China has exhausted the fuel that underpinned its high growth over four decades. Several factors are responsible for this exhaustion: the end of China’s labour surplus due to industrialisation, urbanisation, and ageing; the exhaustion of its opportunities to use exports for growth; the accumulation of large investment and debt overhangs resulting from excessive reliance on investment over consumption, damaging profitability and instilling a warranted fear of bursting bubbles; and the failure to robustly shift into new technological and higher value-added areas.

The policy failures have been interrelated. First, China has failed to recognise the changed global environment. A growing unwillingness among China’s trading partners to bear sustained trade deficits as well as geopolitical tensions, especially with the United States, have diminished other countries’ willingness to rely on Beijing as a supplier and have decreased foreign investment into the country. Second, there was an exceedingly slow exit from Covid-19 lockdowns, which harmed business activity and confidence. Third, internal political repression has led to a crackdown on independently-minded officials and outspoken entrepreneurs, scaring foreign capital and causing domestic capital to avoid taking risks that could elicit government disapproval. Fourth, the government has failed to address the investment and debt overhang in any substantial way, even as crises have mounted, especially in the property sector. Fifth, it has failed to address the crisis through any significant stimulus. Due to these reasons, all linked to the missteps of the powerful Chinese state, the animal spirits of domestic and foreign investors have been severely affected, leading to decreased consumer demand, weak business investment, and the near collapse of China’s stock market.
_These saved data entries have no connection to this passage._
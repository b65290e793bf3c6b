use bytes::Bytes;
use derive_builder::Builder;
use serde::{Deserialize, Serialize};

/// A file as received by the gateway, before it has an identity.
#[derive(Debug, Clone)]
pub struct UploadRequest {
    pub file_name: String,
    pub content_type: String,
    pub size: u64,
    pub description: String,
    pub tags: Option<String>,
    pub bytes: Bytes,
}

impl UploadRequest {
    pub fn new(file_name: impl Into<String>, content_type: impl Into<String>, bytes: Bytes) -> Self {
        Self {
            file_name: file_name.into(),
            content_type: content_type.into(),
            size: bytes.len() as u64,
            description: String::new(),
            tags: None,
            bytes,
        }
    }

    pub fn with_description(mut self, description: impl Into<String>) -> Self {
        self.description = description.into();
        self
    }

    pub fn with_tags(mut self, tags: impl Into<String>) -> Self {
        self.tags = Some(tags.into());
        self
    }
}

/// Searchable metadata about an uploaded file, keyed by `id`.
///
/// Every attribute is persisted as a string; see [`FileRecordAttributes`].
#[derive(Debug, Clone, PartialEq, Eq, Builder, Serialize, Deserialize)]
#[builder(setter(into))]
#[serde(into = "FileRecordAttributes", try_from = "FileRecordAttributes")]
pub struct FileRecord {
    pub id: String,
    pub file_name: String,
    pub file_type: String,
    pub size: u64,
    #[builder(default)]
    pub description: String,
    #[builder(default)]
    pub tags: Option<String>,
}

impl FileRecord {
    pub fn from_request(id: &str, request: &UploadRequest) -> Self {
        Self {
            id: id.to_string(),
            file_name: request.file_name.clone(),
            file_type: request.content_type.clone(),
            size: request.size,
            description: request.description.clone(),
            tags: request.tags.clone(),
        }
    }
}

/// Storage layout of a [`FileRecord`].
#[derive(Debug, Clone, Serialize, Deserialize)]
#[serde(rename_all = "camelCase")]
pub struct FileRecordAttributes {
    id: String,
    file_name: String,
    file_type: String,
    size: String,
    description: String,
    #[serde(default, skip_serializing_if = "Option::is_none")]
    tags: Option<String>,
}

impl From<FileRecord> for FileRecordAttributes {
    fn from(record: FileRecord) -> Self {
        Self {
            id: record.id,
            file_name: record.file_name,
            file_type: record.file_type,
            size: record.size.to_string(),
            description: record.description,
            tags: record.tags,
        }
    }
}

impl TryFrom<FileRecordAttributes> for FileRecord {
    type Error = String;

    fn try_from(attributes: FileRecordAttributes) -> Result<Self, Self::Error> {
        let size = attributes.size.parse::<u64>().map_err(|e| {
            format!(
                "invalid size attribute {:?} for record {}: {}",
                attributes.size, attributes.id, e
            )
        })?;
        Ok(Self {
            id: attributes.id,
            file_name: attributes.file_name,
            file_type: attributes.file_type,
            size,
            description: attributes.description,
            tags: attributes.tags,
        })
    }
}

#[cfg(test)]
mod tests {
    use serde_json::json;

    use super::*;

    #[test]
    fn test_request_size_follows_bytes() {
        let request = UploadRequest::new("cat.png", "image/png", Bytes::from_static(b"12345"))
            .with_description("a cat")
            .with_tags("pets,cats");
        assert_eq!(request.size, 5);
        assert_eq!(request.description, "a cat");
        assert_eq!(request.tags.as_deref(), Some("pets,cats"));
    }

    #[test]
    fn test_record_attributes_are_strings() {
        let record = FileRecordBuilder::default()
            .id("20240101T000000.000000000Z_abcdefgh_cat.png")
            .file_name("cat.png")
            .file_type("image/png")
            .size(1024u64)
            .description("a cat")
            .build()
            .unwrap();

        let value = serde_json::to_value(&record).unwrap();
        assert_eq!(
            value,
            json!({
                "id": "20240101T000000.000000000Z_abcdefgh_cat.png",
                "fileName": "cat.png",
                "fileType": "image/png",
                "size": "1024",
                "description": "a cat",
            })
        );

        let decoded: FileRecord = serde_json::from_value(value).unwrap();
        assert_eq!(decoded, record);
    }

    #[test]
    fn test_tags_are_kept_when_present() {
        let request = UploadRequest::new("a.txt", "text/plain", Bytes::new()).with_tags("");
        let record = FileRecord::from_request("id-1", &request);
        let value = serde_json::to_value(&record).unwrap();
        assert_eq!(value["tags"], json!(""));
        assert_eq!(value["size"], json!("0"));
    }

    #[test]
    fn test_invalid_size_is_rejected() {
        let result = serde_json::from_value::<FileRecord>(json!({
            "id": "x",
            "fileName": "a",
            "fileType": "b",
            "size": "not-a-number",
            "description": "",
        }));
        assert!(result.is_err());
    }
}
While China’s foreign direct investment inflows stagnated and then precipitously declined in the years since 2012, India’s have, in the same period, markedly increased, and are on track to exceed China’s this year. The growing international investor attention to India reflects the cumulative impact of its success in sustaining a growth rate of around 6 per cent since 1991. Despite major policy errors in the last decade—notably demonetisation—India’s performance has recently looked good in comparison to China’s.

Investors’ growing interest in India has surely reflected the comparative attractiveness of its longstanding institutional framework, for example, its legal system. In comparison, the greater arbitrariness of China’s legal, regulatory and political system creates not only uncertainties but also the possibility of serious policy errors that fail to be corrected for long periods. But this very realisation also suggests reasons for concern.
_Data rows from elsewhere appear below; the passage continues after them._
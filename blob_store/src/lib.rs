use std::{env, path::PathBuf, sync::Arc, time::Instant};

use async_trait::async_trait;
use bytes::{Bytes, BytesMut};
use futures::{stream::BoxStream, StreamExt, TryStreamExt};
use object_store::{
    aws::{AmazonS3Builder, AmazonS3ConfigKey},
    parse_url,
    path::Path,
    ObjectStore,
    ObjectStoreScheme,
    PutPayload,
};
use opentelemetry::{metrics::Histogram, KeyValue};
use serde::{Deserialize, Serialize};
use sha2::{Digest, Sha256};
use tracing::{debug, info};
use url::Url;

mod error;
pub use error::BlobStoreError;

#[derive(Debug, Clone, Serialize, Deserialize)]
pub struct BlobStorageConfig {
    /// Root URL of the object store: `file://`, `s3://<bucket>/<prefix>` or
    /// `memory://`.
    pub path: String,
    /// The single bucket every upload is written to.
    pub bucket: String,
    pub region: Option<String>,
}

impl BlobStorageConfig {
    pub fn new(path: &str, bucket: &str) -> Self {
        BlobStorageConfig {
            path: format!("file://{}", path),
            bucket: bucket.to_string(),
            region: None,
        }
    }
}

impl Default for BlobStorageConfig {
    fn default() -> Self {
        let blob_store_path = format!(
            "file://{}",
            env::current_dir()
                .unwrap_or_else(|_| PathBuf::from("."))
                .join("filevault_storage/blobs")
                .display()
        );
        BlobStorageConfig {
            path: blob_store_path,
            bucket: "files".to_string(),
            region: None,
        }
    }
}

#[derive(Debug, Clone)]
pub struct PutResult {
    pub url: String,
    pub size_bytes: u64,
    pub sha256_hash: String,
    pub etag: Option<String>,
}

/// Content writes addressed by bucket and key.
#[async_trait]
pub trait BlobStore: Send + Sync {
    fn bucket(&self) -> &str;

    async fn put_object(
        &self,
        bucket: &str,
        key: &str,
        data: Bytes,
    ) -> Result<PutResult, BlobStoreError>;

    /// Deleting a key that does not exist succeeds.
    async fn delete_object(&self, bucket: &str, key: &str) -> Result<(), BlobStoreError>;
}

struct Metrics {
    operations: Histogram<f64>,
}

impl Metrics {
    fn new() -> Self {
        let meter = opentelemetry::global::meter("blob-storage");
        let operations = meter
            .f64_histogram("filevault.blob_operations_duration")
            .with_unit("s")
            .with_description("blob store latencies in seconds")
            .build();
        Self { operations }
    }

    fn record(&self, op: &'static str, started: Instant) {
        self.operations
            .record(started.elapsed().as_secs_f64(), &[KeyValue::new("op", op)]);
    }
}

#[derive(Clone)]
pub struct BlobStorage {
    object_store: Arc<dyn ObjectStore>,
    root: Path,
    bucket: String,
    metrics: Arc<Metrics>,
}

impl BlobStorage {
    pub fn new(config: BlobStorageConfig) -> Result<Self, BlobStoreError> {
        if config.bucket.is_empty() {
            return Err(BlobStoreError::invalid_config("bucket name cannot be empty"));
        }
        let (object_store, root) = Self::build_object_store(&config)?;
        info!(
            "using blob store {} with bucket {}",
            config.path, config.bucket
        );
        Ok(Self {
            object_store: Arc::from(object_store),
            root,
            bucket: config.bucket,
            metrics: Arc::new(Metrics::new()),
        })
    }

    fn build_object_store(
        config: &BlobStorageConfig,
    ) -> Result<(Box<dyn ObjectStore>, Path), BlobStoreError> {
        let url = config.path.parse::<Url>().map_err(|e| {
            BlobStoreError::invalid_config(format!("invalid url {}: {}", config.path, e))
        })?;
        let (scheme, _) = ObjectStoreScheme::parse(&url).map_err(object_store::Error::from)?;
        match scheme {
            ObjectStoreScheme::AmazonS3 => {
                if url.host_str() != Some(config.bucket.as_str()) {
                    return Err(BlobStoreError::invalid_config(format!(
                        "s3 url {} does not address bucket {}",
                        config.path, config.bucket
                    )));
                }
                // inject AWS environment variables to prioritize keys over instance metadata
                // credentials.
                let opts: Vec<(AmazonS3ConfigKey, String)> = env::vars_os()
                    .filter_map(|(os_key, os_value)| {
                        let (key, value) = (os_key.to_str()?, os_value.to_str()?);
                        if !key.starts_with("AWS_") {
                            return None;
                        }
                        let config_key = key.to_ascii_lowercase().parse().ok()?;
                        Some((config_key, value.to_string()))
                    })
                    .collect();

                let mut s3_builder = AmazonS3Builder::new().with_url(url.as_str());
                for (key, value) in opts.iter() {
                    s3_builder = s3_builder.with_config(*key, value.clone());
                }
                if let Some(region) = &config.region {
                    s3_builder = s3_builder.with_region(region);
                }
                let s3 = s3_builder.build()?;
                let prefix =
                    Path::from_url_path(url.path()).map_err(object_store::Error::from)?;
                Ok((Box::new(s3), prefix))
            }
            _ => {
                let (store, path) = parse_url(&url)?;
                Ok((store, path.child(config.bucket.as_str())))
            }
        }
    }

    fn object_path(&self, key: &str) -> Path {
        self.root.child(key)
    }

    pub async fn get(
        &self,
        key: &str,
    ) -> Result<BoxStream<'static, Result<Bytes, BlobStoreError>>, BlobStoreError> {
        let started = Instant::now();
        let get_result = self
            .object_store
            .get(&self.object_path(key))
            .await
            .map_err(|e| BlobStoreError::from_object_store(key, e));
        self.metrics.record("get", started);

        let owned_key = key.to_string();
        let stream = get_result?
            .into_stream()
            .map_err(move |e| BlobStoreError::from_object_store(&owned_key, e));
        Ok(stream.boxed())
    }

    pub async fn read_bytes(&self, key: &str) -> Result<Bytes, BlobStoreError> {
        let mut reader = self.get(key).await?;
        let mut bytes = BytesMut::new();
        while let Some(chunk) = reader.next().await {
            bytes.extend_from_slice(&chunk?);
        }
        Ok(bytes.into())
    }

    pub async fn exists(&self, key: &str) -> Result<bool, BlobStoreError> {
        match self.object_store.head(&self.object_path(key)).await {
            Ok(_) => Ok(true),
            Err(object_store::Error::NotFound { .. }) => Ok(false),
            Err(e) => Err(BlobStoreError::from_object_store(key, e)),
        }
    }
}

#[async_trait]
impl BlobStore for BlobStorage {
    fn bucket(&self) -> &str {
        &self.bucket
    }

    async fn put_object(
        &self,
        bucket: &str,
        key: &str,
        data: Bytes,
    ) -> Result<PutResult, BlobStoreError> {
        if bucket != self.bucket {
            return Err(BlobStoreError::BucketNotFound {
                bucket: bucket.to_string(),
            });
        }

        let size_bytes = data.len() as u64;
        let sha256_hash = format!("{:x}", Sha256::digest(&data));
        let path = self.object_path(key);

        let started = Instant::now();
        let result = self
            .object_store
            .put(&path, PutPayload::from(data))
            .await
            .map_err(|e| BlobStoreError::from_object_store(key, e));
        self.metrics.record("put_object", started);
        let result = result?;

        debug!(
            "stored object {} ({} bytes, sha256 {})",
            path, size_bytes, sha256_hash
        );
        Ok(PutResult {
            url: path.to_string(),
            size_bytes,
            sha256_hash,
            etag: result.e_tag,
        })
    }

    async fn delete_object(&self, bucket: &str, key: &str) -> Result<(), BlobStoreError> {
        if bucket != self.bucket {
            return Err(BlobStoreError::BucketNotFound {
                bucket: bucket.to_string(),
            });
        }

        let started = Instant::now();
        let result = match self.object_store.delete(&self.object_path(key)).await {
            Ok(()) | Err(object_store::Error::NotFound { .. }) => Ok(()),
            Err(e) => Err(BlobStoreError::from_object_store(key, e)),
        };
        self.metrics.record("delete_object", started);
        result
    }
}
The sources of India’s attractiveness to foreign investors, and domestic business confidence, cannot be taken for granted. Although India’s youthful population positions it well, its people remain inadequately equipped to be brought into a modern labour force. Whereas the 1949 revolution raised the educational credentials of the entire Chinese population, the Indian labour force remains deeply under-educated. And this is one of the factors that has caused Indian growth to be limited to islands of prosperity.

There are other rate limiting factors too, such as poor infrastructure and weak domestic demand caused by the unequal pattern of development. But institutions are crucial. The confidence of business in India will depend in the long term not only on the rule of law—and therefore on the independence and effectiveness of courts—but also on that of regulatory and enforcement agencies. Unfortunately, it seems that this independence can no longer be taken for granted. And India’s top leadership, like China’s, seems increasingly prone to make decisions in a centralised manner that is neither consultative nor attentive to feedback. A further movement in the direction of capricious and autocratic control of the organs of state threatens to turn India into China without some of the latter’s advantages. Those who celebrate India’s ‘growth story‘ must be alert to this precipice.